§ **Listed entries**
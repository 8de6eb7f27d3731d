use super::super::state::{SymbolCommit, SymbolInstruction};
use crate::core::{EditCommand, RungId};
use crate::shared::SimulatorOptions;
use std::path::PathBuf;

/// Programmvorlage.
#[derive(Debug, Clone, Copy, PartialEq, Eq)]
pub enum ProgramTemplate {
    /// Leeres Programm
    Empty,
    /// Selbsthaltung mit Timer und Zähler
    Sample,
}

/// Commands sind mutierende Schritte, die zentral ausgeführt werden.
#[derive(Debug, Clone)]
pub enum AppCommand {
    /// Vorlage laden (leert die History)
    LoadTemplate { template: ProgramTemplate },
    /// Projekt aus Datei laden
    LoadProject { path: PathBuf },
    /// Projekt speichern (`None` = aktueller Pfad)
    SaveProject { path: Option<PathBuf> },
    /// Optionen übernehmen
    ApplyOptions { options: SimulatorOptions },

    /// Bearbeitung planen und über die History anwenden
    ApplyEdit { command: EditCommand },
    /// Undo-Schritt
    Undo,
    /// Redo-Schritt
    Redo,

    /// Genau einen Scan-Zyklus ausführen
    RunScanCycle,
    /// Free-Run starten
    StartFreeRun,
    /// Free-Run stoppen
    StopFreeRun,
    /// Free-Run um Host-Zeit voranbringen
    AdvanceFreeRun { elapsed_ms: u64 },
    /// Strukturprüfung ausführen
    CheckProgram,

    /// Symbol-Eingabe öffnen
    OpenSymbolEntry { instruction: SymbolInstruction },
    /// Geräte-Text validieren und übernehmen
    SetSymbolDeviceText { text: String },
    /// Anweisung der Symbol-Eingabe setzen
    SetSymbolInstruction { instruction: SymbolInstruction },
    /// Dauer-Eingabe für Symbole setzen
    SetSymbolContinuous { enabled: bool },
    /// Dauer-Eingabe für Gerätekommentare setzen
    SetDeviceCommentContinuous { enabled: bool },
    /// Symbol-Eingabe schließen
    CloseSymbolEntry,
    /// Symbol-Eingabe übernehmen und platzieren
    CommitSymbolEntry { rung: RungId },
    /// Commit-Event in den Strompfad einfügen
    PlaceSymbol { rung: RungId, commit: SymbolCommit },
}
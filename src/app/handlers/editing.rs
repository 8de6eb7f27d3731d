//! Handler für Programmbearbeitung, Vorlagen und Prüfung.

use crate::app::events::ProgramTemplate;
use crate::app::use_cases;
use crate::app::AppState;
use crate::core::EditCommand;
use crate::shared::SimulatorOptions;

/// Plant und wendet einen Bearbeitungsbefehl an.
pub fn apply(state: &mut AppState, command: EditCommand) -> anyhow::Result<()> {
    use_cases::editing::apply_edit(state, command)
}

/// Lädt eine Programmvorlage.
pub fn load_template(state: &mut AppState, template: ProgramTemplate) {
    use_cases::simulation::stop(state);
    use_cases::program::load_template(state, template);
}

/// Führt die Strukturprüfung aus.
pub fn check(state: &mut AppState) {
    use_cases::program::check(state);
}

/// Übernimmt geänderte Optionen.
pub fn apply_options(state: &mut AppState, options: SimulatorOptions) {
    use_cases::program::apply_options(state, options);
}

§ **Instructions for the task**
When the entries above show the word "RungId" in a line, copy that line out.

§ **Output of the task**
use crate::core::{EditCommand, RungId};
    CommitSymbolEntry { rung: RungId },
    PlaceSymbol { rung: RungId, commit: SymbolCommit },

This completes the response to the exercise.